Aim of the task
All the data must be output exactly as given.

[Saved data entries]

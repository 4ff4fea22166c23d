use agdb::{Comparison, DbAny, DbError, QueryBuilder};
use chrono::Utc;
use getset::{CopyGetters, Getters};
use tracing::debug;

use crate::store::{
    db::{Db, PROFILES, models::ProfileModel},
    entities::Result,
};

/// A named account owning its own collection of notes.
///
/// This is a snapshot of the stored record; it does not follow later changes.
#[derive(Debug, Clone, PartialEq, Eq, Getters, CopyGetters)]
pub struct Profile {
    #[getset(get = "pub")]
    name: String,
    /// Stored verbatim, see [`credentials`](crate::credentials) for the login check.
    #[getset(get = "pub")]
    password: String,
    /// Never set by any operation yet.
    #[getset(get = "pub")]
    icon: Option<Vec<u8>>,
    /// Seconds since the Unix epoch
    #[getset(get_copy = "pub")]
    created_at: i64,
}

impl Profile {
    /// Insert a new profile unless one with the same name already exists.
    pub(crate) fn add(db: &Db, name: &str, password: &str) -> Result<bool> {
        let created = db.write(|db| {
            if find(db, name)?.is_some() {
                return Ok(false);
            }

            let model = ProfileModel::new(name, password, Utc::now().timestamp());
            db.transaction_mut(|t| -> std::result::Result<bool, DbError> {
                let profile_id = t
                    .exec_mut(QueryBuilder::insert().element(model).query())?
                    .elements
                    .first()
                    .ok_or_else(|| DbError::from("ProfileModel insertion returned no element"))?
                    .id;

                // Link Profile to the root "profiles" node
                t.exec_mut(
                    QueryBuilder::insert()
                        .edges()
                        .from(PROFILES)
                        .to(profile_id)
                        .query(),
                )?;

                Ok(true)
            })
        })?;

        if created {
            debug!("Created profile: {name}");
        } else {
            debug!("Refused to create profile {name}: name already taken");
        }

        Ok(created)
    }

    pub(crate) fn list(db: &Db) -> Result<Vec<Self>> {
        let models = db.read(|db| -> std::result::Result<Vec<ProfileModel>, DbError> {
            db.exec(
                QueryBuilder::select()
                    .elements::<ProfileModel>()
                    .search()
                    .from(PROFILES)
                    .where_()
                    .neighbor()
                    .query(),
            )?
            .try_into()
        })?;

        Ok(models.into_iter().map(Profile::from).collect())
    }

    /// Search for a profile by its exact name
    pub(crate) fn search(db: &Db, name: &str) -> Result<Option<Self>> {
        Ok(db.read(|db| find(db, name))?.map(Profile::from))
    }
}

impl From<ProfileModel> for Profile {
    fn from(model: ProfileModel) -> Self {
        Self {
            name: model.name,
            password: model.password,
            icon: model.icon,
            created_at: model.created_at,
        }
    }
}

/// Look up the stored record of the profile called `name`.
pub(crate) fn find(db: &DbAny, name: &str) -> std::result::Result<Option<ProfileModel>, DbError> {
    let models: Vec<ProfileModel> = db
        .exec(
            QueryBuilder::select()
                .elements::<ProfileModel>()
                .search()
                .from(PROFILES)
                .where_()
                .neighbor()
                .and()
                .key("name")
                .value(Comparison::Equal(name.into()))
                .query(),
        )?
        .try_into()?;

    Ok(models.into_iter().next())
}
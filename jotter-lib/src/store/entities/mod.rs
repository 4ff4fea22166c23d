//! Core domain entities for Jotter.
//!
//! Profiles and notes are handed out as plain values: a snapshot of the stored record at
//! the time it was read. Record-level operations live alongside each type and are reached
//! through [`Store`](crate::Store).

use std::path::PathBuf;

use chrono::{DateTime, Utc};
use derive_more::{Display, From};
use thiserror::Error;

use crate::store::config;

pub(crate) mod note;
pub(crate) mod profile;

pub use note::{Note, NoteEdit};
pub use profile::Profile;

pub type Result<T> = std::result::Result<T, Error>;

#[derive(Debug, Error)]
pub enum Error {
    #[error("Storage fault: {0}")]
    Storage(#[from] agdb::DbError),
    #[error("The store is unusable after an earlier storage fault, restart the application")]
    Faulted,
    #[error("The store has been closed")]
    Closed,
    #[error("Database path is not valid UTF-8: {}", .0.display())]
    NonUtf8Path(PathBuf),
    #[error("Unsupported data model version {found}, expected {expected}")]
    ModelVersion { found: u64, expected: u64 },
    #[error("No free note title left after {0} attempts")]
    TitlesExhausted(u32),
    #[error("No profile is bound to this session")]
    Unbound,
    #[error(transparent)]
    Config(#[from] config::Error),
}

/// Optimistic concurrency token of a [`Note`].
///
/// It is the note's creation instant in microseconds and never changes after creation. An
/// update must present the token it read; on rejection the caller must re-read the note
/// before retrying.
#[derive(Debug, Clone, Copy, PartialEq, Eq, PartialOrd, Ord, Hash, Display, From)]
pub struct ConflictToken(i64);

impl ConflictToken {
    pub fn micros(self) -> i64 {
        self.0
    }

    pub fn created_at(self) -> Option<DateTime<Utc>> {
        DateTime::from_timestamp_micros(self.0)
    }

    /// Allocate the token for a note created now, strictly after `newest` when one is given.
    pub(crate) fn next(newest: Option<ConflictToken>) -> Self {
        let now = Utc::now().timestamp_micros();
        match newest {
            Some(ConflictToken(last)) if last >= now => Self(last.saturating_add(1)),
            _ => Self(now),
        }
    }
}

#[cfg(test)]
mod test {
    use super::ConflictToken;

    #[test]
    fn test_next_is_strictly_increasing() {
        let far_future = ConflictToken::from(i64::MAX - 1);

        assert_eq!(ConflictToken::next(Some(far_future)).micros(), i64::MAX);

        let first = ConflictToken::next(None);
        assert!(ConflictToken::next(Some(first)) > first);
    }

    #[test]
    fn test_created_at_matches_micros() {
        let token = ConflictToken::from(1_700_000_000_123_456);
        let created_at = token.created_at().unwrap();

        assert_eq!(created_at.timestamp(), 1_700_000_000);
        assert_eq!(created_at.timestamp_subsec_micros(), 123_456);
    }
}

Result
repository 4ff4fea22166c23d
use agdb::{Comparison, DbAny, DbError, QueryBuilder};
use chrono::Utc;
use getset::{CopyGetters, Getters};
use tracing::debug;

use crate::store::{
    db::{Db, PROFILES, models::ProfileModel},
    entities::Result,
};

/// A named account owning its own collection of notes.
///
/// This is a snapshot of the stored record; it does not follow later changes.
#[derive(Debug, Clone, PartialEq, Eq, Getters, CopyGetters)]
pub struct Profile {
    #[getset(get = "pub")]
    name: String,
    /// Stored verbatim, see [`credentials`](crate::credentials) for the login check.
    #[getset(get = "pub")]
    password: String,
    /// Never set by any operation yet.
    #[getset(get = "pub")]
    icon: Option<Vec<u8>>,
    /// Seconds since the Unix epoch
    #[getset(get_copy = "pub")]
    created_at: i64,
}

impl Profile {
    /// Insert a new profile unless one with the same name already exists.
    pub(crate) fn add(db: &Db, name: &str, password: &str) -> Result<bool> {
        let created = db.write(|db| {
            if find(db, name)?.is_some() {
                return Ok(false);
            }

            let model = ProfileModel::new(name, password, Utc::now().timestamp());
            db.transaction_mut(|t| -> std::result::Result<bool, DbError> {
                let profile_id = t
                    .exec_mut(QueryBuilder::insert().element(model).query())?
                    .elements
                    .first()
                    .ok_or_else(|| DbError::from("ProfileModel insertion returned no element"))?
                    .id;

                // Link Profile to the root "profiles" node
                t.exec_mut(
                    QueryBuilder::insert()
                        .edges()
                        .from(PROFILES)
                        .to(profile_id)
                        .query(),
                )?;

                Ok(true)
            })
        })?;

        if created {
            debug!("Created profile: {name}");
        } else {
            debug!("Refused to create profile {name}: name already taken");
        }

        Ok(created)
    }

    pub(crate) fn list(db: &Db) -> Result<Vec<Self>> {
        let models = db.read(|db| -> std::result::Result<Vec<ProfileModel>, DbError> {
            db.exec(
                QueryBuilder::select()
                    .elements::<ProfileModel>()
                    .search()
                    .from(PROFILES)
                    .where_()
                    .neighbor()
                    .query(),
            )?
            .try_into()
        })?;

        Ok(models.into_iter().map(Profile::from).collect())
    }

    /// Search for a profile by its exact name
    pub(crate) fn search(db: &Db, name: &str) -> Result<Option<Self>> {
        Ok(db.read(|db| find(db, name))?.map(Profile::from))
    }
}

impl From<ProfileModel> for Profile {
    fn from(model: ProfileModel) -> Self {
        Self {
            name: model.name,
            password: model.password,
            icon: model.icon,
            created_at: model.created_at,
        }
    }
}

/// Look up the stored record of the profile called `name`.
pub(crate) fn find(db: &DbAny, name: &str) -> std::result::Result<Option<ProfileModel>, DbError> {
    let models: Vec<ProfileModel> = db
        .exec(
            QueryBuilder::select()
                .elements::<ProfileModel>()
                .search()
                .from(PROFILES)
                .where_()
                .neighbor()
                .and()
                .key("name")
                .value(Comparison::Equal(name.into()))
                .query(),
        )?
        .try_into()?;

    Ok(models.into_iter().next())
}
filename jotter-lib/src/store/entities/mod.rs
repository 4ff4fea22166c23d
//! Core domain entities for Jotter.
//!
//! Profiles and notes are handed out as plain values: a snapshot of the stored record at
//! the time it was read. Record-level operations live alongside each type and are reached
//! through [`Store`](crate::Store).

use std::path::PathBuf;

use chrono::{DateTime, Utc};
use derive_more::{Display, From};
use thiserror::Error;

use crate::store::config;

pub(crate) mod note;
pub(crate) mod profile;

pub use note::{Note, NoteEdit};
pub use profile::Profile;

pub type Result<T> = std::result::Result<T, Error>;

#[derive(Debug, Error)]
pub enum Error {
    #[error("Storage fault: {0}")]
    Storage(#[from] agdb::DbError),
    #[error("The store is unusable after an earlier storage fault, restart the application")]
    Faulted,
    #[error("The store has been closed")]
    Closed,
    #[error("Database path is not valid UTF-8: {}", .0.display())]
    NonUtf8Path(PathBuf),
    #[error("Unsupported data model version {found}, expected {expected}")]
    ModelVersion { found: u64, expected: u64 },
    #[error("No free note title left after {0} attempts")]
    TitlesExhausted(u32),
    #[error("No profile is bound to this session")]
    Unbound,
    #[error(transparent)]
    Config(#[from] config::Error),
}

/// Optimistic concurrency token of a [`Note`].
///
/// It is the note's creation instant in microseconds and never changes after creation. An
/// update must present the token it read; on rejection the caller must re-read the note
/// before retrying.
#[derive(Debug, Clone, Copy, PartialEq, Eq, PartialOrd, Ord, Hash, Display, From)]
pub struct ConflictToken(i64);

impl ConflictToken {
    pub fn micros(self) -> i64 {
        self.0
    }

    pub fn created_at(self) -> Option<DateTime<Utc>> {
        DateTime::from_timestamp_micros(self.0)
    }

    /// Allocate the token for a note created now, strictly after `newest` when one is given.
    pub(crate) fn next(newest: Option<ConflictToken>) -> Self {
        let now = Utc::now().timestamp_micros();
        match newest {
            Some(ConflictToken(last)) if last >= now => Self(last.saturating_add(1)),
            _ => Self(now),
        }
    }
}

#[cfg(test)]
mod test {
    use super::ConflictToken;

    #[test]
    fn test_next_is_strictly_increasing() {
        let far_future = ConflictToken::from(i64::MAX - 1);

        assert_eq!(ConflictToken::next(Some(far_future)).micros(), i64::MAX);

        let first = ConflictToken::next(None);
        assert!(ConflictToken::next(Some(first)) > first);
    }

    #[test]
    fn test_created_at_matches_micros() {
        let token = ConflictToken::from(1_700_000_000_123_456);
        let created_at = token.created_at().unwrap();

        assert_eq!(created_at.timestamp(), 1_700_000_000);
        assert_eq!(created_at.timestamp_subsec_micros(), 123_456);
    }
}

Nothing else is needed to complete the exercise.